The Trade In Aromatics, Paints, Cosmetics, &C., Was Chiefly
Possessed By The Athenians, Who Had Large And Numerous Markets In Athens
For The Sale Of These Articles.
Even in the time of Hippocrates, some of
the spices of India were common in the Peloponnesus and Attica;
And there
is every reason to believe that most of these articles were introduced into
Greece in consequence of the journeys of their merchants to some places of
depot, to which they were brought from the East.

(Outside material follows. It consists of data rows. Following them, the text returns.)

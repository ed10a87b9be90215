//! Chatbox Core Library
//!
//! This crate provides the foundational utilities shared by every Chatbox crate:
//! - Error handling (`AppError`, `AppResult`)
//! - Logging infrastructure
//! - Configuration management

pub mod config;
pub mod error;
pub mod logging;

// Re-export commonly used types
pub use config::AppConfig;
pub use error::{AppError, AppResult};
//! Google Gemini provider implementation.
//!
//! Uses the Generative Language REST API:
//! https://ai.google.dev/api/generate-content

use crate::client::{ChatRequest, ChatRole, LlmClient, LlmResponse, LlmUsage};
use chatbox_core::{AppError, AppResult};
use serde::{Deserialize, Serialize};

#[derive(Debug, Serialize)]
#[serde(rename_all = "camelCase")]
struct GenerateContentRequest {
    contents: Vec<Content>,
    #[serde(skip_serializing_if = "Option::is_none")]
    system_instruction: Option<Content>,
    #[serde(skip_serializing_if = "Option::is_none")]
    generation_config: Option<GenerationConfig>,
}

#[derive(Debug, Serialize, Deserialize, Default)]
struct Content {
    #[serde(skip_serializing_if = "Option::is_none")]
    role: Option<String>,
    #[serde(default)]
    parts: Vec<Part>,
}

#[derive(Debug, Serialize, Deserialize)]
struct Part {
    #[serde(default)]
    text: String,
}

#[derive(Debug, Serialize, PartialEq)]
#[serde(rename_all = "camelCase")]
struct GenerationConfig {
    #[serde(skip_serializing_if = "Option::is_none")]
    temperature: Option<f32>,
    #[serde(skip_serializing_if = "Option::is_none")]
    max_output_tokens: Option<u32>,
}

#[derive(Debug, Deserialize)]
#[serde(rename_all = "camelCase")]
struct GenerateContentResponse {
    #[serde(default)]
    candidates: Vec<Candidate>,
    #[serde(default)]
    usage_metadata: Option<UsageMetadata>,
    #[serde(default)]
    model_version: Option<String>,
}

#[derive(Debug, Deserialize)]
struct Candidate {
    #[serde(default)]
    content: Content,
}

#[derive(Debug, Deserialize)]
#[serde(rename_all = "camelCase")]
struct UsageMetadata {
    #[serde(default)]
    prompt_token_count: u32,
    #[serde(default)]
    candidates_token_count: u32,
}

/// Gemini LLM client.
pub struct GeminiClient {
    base_url: String,
    api_key: String,
    client: reqwest::Client,
}

impl GeminiClient {
    pub const DEFAULT_BASE_URL: &'static str = "https://generativelanguage.googleapis.com";

    /// Create a client against the public endpoint.
    pub fn new(api_key: impl Into<String>) -> Self {
        Self::with_base_url(Self::DEFAULT_BASE_URL, api_key)
    }

    /// Create a client against a custom endpoint.
    pub fn with_base_url(base_url: impl Into<String>, api_key: impl Into<String>) -> Self {
        Self {
            base_url: base_url.into().trim_end_matches('/').to_string(),
            api_key: api_key.into(),
            client: reqwest::Client::new(),
        }
    }

    /// Gemini has no system role inside `contents`: system messages are
    /// folded into `systemInstruction` and assistant turns become `model`.
    fn to_gemini_request(&self, request: &ChatRequest) -> GenerateContentRequest {
        let mut system_parts = Vec::new();
        let mut contents = Vec::new();

        for message in &request.messages {
            let role = match message.role {
                ChatRole::System => {
                    system_parts.push(Part {
                        text: message.content.clone(),
                    });
                    continue;
                }
                ChatRole::User => "user",
                ChatRole::Assistant => "model",
            };
            contents.push(Content {
                role: Some(role.to_string()),
                parts: vec![Part {
                    text: message.content.clone(),
                }],
            });
        }

        let system_instruction = (!system_parts.is_empty()).then(|| Content {
            role: None,
            parts: system_parts,
        });

        let generation_config = (request.temperature.is_some() || request.max_tokens.is_some())
            .then(|| GenerationConfig {
                temperature: request.temperature,
                max_output_tokens: request.max_tokens,
            });

        GenerateContentRequest {
            contents,
            system_instruction,
            generation_config,
        }
    }

    fn convert_response(
        &self,
        model: &str,
        response: GenerateContentResponse,
    ) -> AppResult<LlmResponse> {
        let candidate = response
            .candidates
            .into_iter()
            .next()
            .ok_or_else(|| AppError::Llm("Gemini returned no candidates".to_string()))?;

        let content = candidate
            .content
            .parts
            .into_iter()
            .map(|part| part.text)
            .collect::<Vec<_>>()
            .join("");

        let usage = response
            .usage_metadata
            .map(|u| LlmUsage::new(u.prompt_token_count, u.candidates_token_count))
            .unwrap_or_default();

        Ok(LlmResponse {
            content,
            model: response.model_version.unwrap_or_else(|| model.to_string()),
            usage,
        })
    }
}

#[async_trait::async_trait]
impl LlmClient for GeminiClient {
    fn provider_name(&self) -> &str {
        "gemini"
    }

    async fn chat(&self, request: &ChatRequest) -> AppResult<LlmResponse> {
        tracing::info!("Sending chat request to Gemini");
        tracing::debug!("Request: {:?}", request);

        let body = self.to_gemini_request(request);
        let url = format!(
            "{}/v1beta/models/{}:generateContent",
            self.base_url, request.model
        );

        let response = self
            .client
            .post(&url)
            .header("x-goog-api-key", &self.api_key)
            .json(&body)
            .send()
            .await
            .map_err(|e| AppError::Llm(format!("Failed to send request to Gemini: {}", e)))?;

        if !response.status().is_success() {
            let status = response.status();
            let error_text = response
                .text()
                .await
                .unwrap_or_else(|_| "Unknown error".to_string());
            return Err(AppError::Llm(format!(
                "Gemini API error ({}): {}",
                status, error_text
            )));
        }

        let parsed: GenerateContentResponse = response
            .json()
            .await
            .map_err(|e| AppError::Llm(format!("Failed to parse Gemini response: {}", e)))?;

        tracing::info!("Received chat reply from Gemini");

        self.convert_response(&request.model, parsed)
    }
}

#[cfg(test)]
mod tests {
    use super::*;
    use crate::client::ChatMessage;

    #[test]
    fn test_request_conversion_maps_roles() {
        let client = GeminiClient::new("key");
        let request = ChatRequest::new(
            "gemini-1.5-flash",
            vec![
                ChatMessage::system("Be brief."),
                ChatMessage::user("Prime"),
                ChatMessage::assistant("Ready"),
                ChatMessage::user("Question"),
            ],
        );

        let body = client.to_gemini_request(&request);
        assert_eq!(body.contents.len(), 3);
        assert_eq!(body.contents[1].role.as_deref(), Some("model"));
        assert_eq!(body.system_instruction.as_ref().unwrap().parts[0].text, "Be brief.");
        assert!(body.generation_config.is_none());

        let json = serde_json::to_value(&body).unwrap();
        assert!(json.get("systemInstruction").is_some());
        assert_eq!(json["contents"][2]["parts"][0]["text"], "Question");
    }

    #[test]
    fn test_response_conversion() {
        let client = GeminiClient::new("key");
        let raw = r#"{
            "candidates": [{
                "content": {"role": "model", "parts": [{"text": "The sky "}, {"text": "is blue."}]},
                "finishReason": "STOP"
            }],
            "usageMetadata": {"promptTokenCount": 10, "candidatesTokenCount": 4, "totalTokenCount": 14}
        }"#;

        let parsed: GenerateContentResponse = serde_json::from_str(raw).unwrap();
        let response = client.convert_response("gemini-1.5-flash", parsed).unwrap();
        assert_eq!(response.content, "The sky is blue.");
        assert_eq!(response.model, "gemini-1.5-flash");
        assert_eq!(response.usage.total_tokens, 14);
    }

    #[test]
    fn test_response_without_candidates_is_error() {
        let client = GeminiClient::new("key");
        let parsed: GenerateContentResponse =
            serde_json::from_str(r#"{"promptFeedback": {"blockReason": "SAFETY"}}"#).unwrap();
        assert!(client.convert_response("gemini-1.5-flash", parsed).is_err());
    }
}
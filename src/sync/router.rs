//! Routing of decoded ledger events to their handlers.
//!
//! The router is the single error boundary for event handling: handler
//! failures are caught here, counted, and logged, and never reach the pump or
//! the poller. It emits exactly one log line per routed event.

use super::handlers::EventHandler;
use super::stats::StatsTracker;
use super::types::HandleOutcome;
use crate::ledger::{EventFilter, EventKind, EventSource, LedgerError, LedgerEvent};
use crate::utils::abbreviate_hash;

use std::collections::BTreeMap;
use std::sync::Arc;
use tracing::{error, info, warn};

/// What happened to a routed event.
#[derive(Debug, Clone, Copy, PartialEq, Eq)]
pub enum DispatchStatus {
    Applied,
    Skipped,
    Dropped,
    Failed,
    /// No handler registered for the kind.
    Unhandled,
}

/// Event router that owns one handler per event kind.
pub struct EventRouter {
    handlers: BTreeMap<EventKind, Arc<dyn EventHandler>>,
    stats: Arc<StatsTracker>,
}

impl EventRouter {
    pub fn new(stats: Arc<StatsTracker>) -> Self {
        Self {
            handlers: BTreeMap::new(),
            stats,
        }
    }

    /// Register a handler, replacing any previous handler for its kind.
    pub fn register_handler(&mut self, handler: Arc<dyn EventHandler>) {
        self.handlers.insert(handler.kind(), handler);
    }

    /// Kinds with a registered handler, in routing order.
    pub fn kinds(&self) -> Vec<EventKind> {
        self.handlers.keys().copied().collect()
    }

    /// Subscription filter matching the registered handlers.
    pub fn filter(&self) -> EventFilter {
        EventFilter::new(self.kinds())
    }

    /// Route one event to its handler and record the outcome.
    pub async fn dispatch(&self, event: &LedgerEvent) -> DispatchStatus {
        let kind = event.kind();
        let subject = event.payload.describe();
        let origin = origin(event);

        let Some(handler) = self.handlers.get(&kind) else {
            warn!("No handler registered for {} ({}), ignoring", kind, subject);
            return DispatchStatus::Unhandled;
        };

        match handler.handle(event).await {
            Ok(HandleOutcome::Applied) => {
                self.stats.record_applied(kind, event.timestamp);
                info!("Applied {}: {} [{}]", kind, subject, origin);
                DispatchStatus::Applied
            }
            Ok(HandleOutcome::Skipped(reason)) => {
                self.stats.record_skipped(event.timestamp);
                info!("Skipped {}: {} [{}]", kind, reason, origin);
                DispatchStatus::Skipped
            }
            Ok(HandleOutcome::Dropped(reason)) => {
                self.stats.record_dropped(event.timestamp);
                warn!("Dropped {}: {} [{}]", kind, reason, origin);
                DispatchStatus::Dropped
            }
            Err(e) => {
                self.stats.record_error();
                error!("Failed to handle {} ({}) [{}]: {}", kind, subject, origin, e);
                DispatchStatus::Failed
            }
        }
    }

    /// Count and log an item the subscription could not deliver as an event.
    pub fn record_stream_error(&self, err: &LedgerError) {
        self.stats.record_error();
        error!("Ledger event stream error: {}", err);
    }
}

fn origin(event: &LedgerEvent) -> String {
    match (&event.source, &event.position) {
        (EventSource::Subscription, Some(position)) => format!(
            "block {} #{} tx {}",
            position.block_number,
            position.event_index,
            abbreviate_hash(&position.transaction_hash)
        ),
        (EventSource::Subscription, None) => "subscription".to_string(),
        (EventSource::Reconciliation, _) => "reconciliation".to_string(),
    }
}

We have already mentioned that the importation of corn into a country so
unfertile as Attica, was a subject of the greatest moment, and to which the
care and laws of the republic were most particularly directed. There were
magistrates, whose sole business and duty it was to lay in corn for the use
of the city; and other magistrates who regulated its price, and fixed also
the assize of bread. In the Piraeus there were officers, the chief part of
whose duty it was to take care that two parts at least of all the corn
brought into the port should be carried to the city. Lysias, in his oration
against the corn merchants, gives a curious account of the means employed,
by them to raise its price, very similar to the rumours by which the same
effect is often produced at present: an embargo, or prohibition of
exporting it, by foreigners, an approaching war, or the capture or loss of
the vessels laden with it, seem to have been the most prevalent rumours.
Sicily, Egypt, and the Crimea were the countries which principally supplied
Attica with this necessary article.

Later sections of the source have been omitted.